Paragangliomas are rare tumours that arise within the sympathetic nervous system originating from the neural crest. Nearly 90% of these tumours originate in the medulla of the adrenal glands, and are known as phaeochromocytomas. The remaining 10% are extra-adrenal and are termed paragangliomas. In all, 10% are malignant, and these are often difficult to manage.

The authors discuss the case of a 51-year-old male who presented with biochemical recurrence of a malignant abdominal paraganglioma following surgical excision 4 months previously. CT showed an extensive soft tissue mass enveloping the abdominal aorta (a, solid arrows) and the left ureter, causing hydronephrosis (a, broken arrow). This represented local recurrence of tumour at the excision site. The lesion was inoperable. The tumour did not show affinity to 123I-MIBG (b) or 111In-octreotide (c). An 18FDG-PET scan demonstrated increased metabolic activity within the lesion (d, solid arrows), as well as left-sided hydronephrosis (d, broken arrow). PET imaging with 68Ga-DOTATATE (DOTA-Tyr3-Thr8-octreotide) showed avid tracer uptake within the tumour, indicating positive somatostatin receptor status (e, solid arrows).

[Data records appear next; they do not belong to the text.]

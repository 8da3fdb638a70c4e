//! Narrow-phase collision detection and impulse response
//!
//! Geometry routines work on world-space primitives: circles and thick
//! ("rounded") segments. The contact normal always points from shape A toward
//! shape B; impulses only ever change Dynamic bodies.

use glam::Vec2;

use super::body::RigidBody;
use crate::cross;

/// A single contact between two shapes for one step
#[derive(Debug, Clone, Copy)]
pub struct Contact {
    /// Unit normal pointing from shape A toward shape B
    pub normal: Vec2,
    /// Overlap depth (> 0 when touching)
    pub penetration: f32,
    /// Contact point in world space
    pub point: Vec2,
}

/// Closest point to `p` on the segment `a`-`b`
pub fn closest_point_on_segment(p: Vec2, a: Vec2, b: Vec2) -> Vec2 {
    let ab = b - a;
    let len_sq = ab.length_squared();
    if len_sq < 1e-8 {
        return a;
    }
    let t = ((p - a).dot(ab) / len_sq).clamp(0.0, 1.0);
    a + ab * t
}

/// Circle-vs-circle contact; normal points from A toward B
pub fn circle_circle(ca: Vec2, ra: f32, cb: Vec2, rb: f32) -> Option<Contact> {
    let delta = cb - ca;
    let dist = delta.length();
    let penetration = ra + rb - dist;
    if penetration <= 0.0 {
        return None;
    }
    // Concentric circles get an arbitrary but fixed axis
    let normal = if dist > 1e-6 { delta / dist } else { Vec2::X };
    Some(Contact {
        normal,
        penetration,
        point: ca + normal * (ra - penetration * 0.5),
    })
}

/// Circle (A) vs thick segment (B); `thickness` is the segment's radius.
/// Normal points from the circle toward the segment surface.
pub fn circle_segment(c: Vec2, r: f32, a: Vec2, b: Vec2, thickness: f32) -> Option<Contact> {
    let closest = closest_point_on_segment(c, a, b);
    let delta = closest - c;
    let dist = delta.length();
    let penetration = r + thickness - dist;
    if penetration <= 0.0 {
        return None;
    }
    let normal = if dist > 1e-6 {
        delta / dist
    } else {
        // Circle center on the segment line; push out perpendicular
        crate::perp((b - a).normalize_or_zero())
    };
    Some(Contact {
        normal,
        penetration,
        point: closest - normal * thickness,
    })
}

/// Apply a restitution + friction impulse for `contact` between bodies `a`
/// and `b`, then separate them positionally. Elasticity and friction are the
/// already-combined pair values. Static and kinematic bodies have zero
/// inverse mass and are unaffected; separating contacts receive no impulse.
pub fn apply_impulse(
    a: &mut RigidBody,
    b: &mut RigidBody,
    contact: &Contact,
    elasticity: f32,
    friction: f32,
) {
    let inv_mass_a = a.inv_mass();
    let inv_mass_b = b.inv_mass();
    let inv_sum = inv_mass_a + inv_mass_b;
    if inv_sum == 0.0 {
        return;
    }

    let n = contact.normal;
    let ra = contact.point - a.pos;
    let rb = contact.point - b.pos;

    let rel_vel = b.velocity_at(contact.point) - a.velocity_at(contact.point);
    let vel_along_normal = rel_vel.dot(n);

    if vel_along_normal < 0.0 {
        let ra_n = cross(ra, n);
        let rb_n = cross(rb, n);
        let k_normal = inv_sum + ra_n * ra_n * a.inv_moment() + rb_n * rb_n * b.inv_moment();

        let jn = -(1.0 + elasticity) * vel_along_normal / k_normal;
        let impulse = n * jn;
        a.vel -= impulse * inv_mass_a;
        a.angular_vel -= cross(ra, impulse) * a.inv_moment();
        b.vel += impulse * inv_mass_b;
        b.angular_vel += cross(rb, impulse) * b.inv_moment();

        // Coulomb friction along the contact tangent, clamped by the
        // normal impulse
        let tangent = rel_vel - n * vel_along_normal;
        if tangent.length_squared() > 1e-8 {
            let t = tangent.normalize();
            let ra_t = cross(ra, t);
            let rb_t = cross(rb, t);
            let k_tangent = inv_sum + ra_t * ra_t * a.inv_moment() + rb_t * rb_t * b.inv_moment();

            let jt = (-rel_vel.dot(t) / k_tangent).clamp(-friction * jn, friction * jn);
            let f_impulse = t * jt;
            a.vel -= f_impulse * inv_mass_a;
            a.angular_vel -= cross(ra, f_impulse) * a.inv_moment();
            b.vel += f_impulse * inv_mass_b;
            b.angular_vel += cross(rb, f_impulse) * b.inv_moment();
        }
    }

    // Positional separation so resting contacts do not sink
    let correction = n * (contact.penetration / inv_sum);
    a.pos -= correction * inv_mass_a;
    b.pos += correction * inv_mass_b;
}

123I-MIBG scan is the nuclear medicine imaging method of choice, with a cumulative sensitivity of 86% and specificity of 98% [1]. In neuroendocrine tumours, 68Ga-DOTATOC (DOTA-D-Phe1-Tyr3-octreotide) has been shown to have higher tumour to non-tumour contrast compared with 111In-octreotide [2, 3]. In MIBG-negative cases, imaging with 68Ga-DOTATATE should be considered, especially if the lesion is suspected to be small. Recurrence of malignant paraganglioma is often difficult to manage, especially if the tumour is MIBG receptor negative and is not amenable to surgery. In this challenging group, positive imaging with 68Ga-DOTATATE carries the opportunity of targeted radionuclide therapy with suitable beta emitters such as 90Y-DOTATATE [4].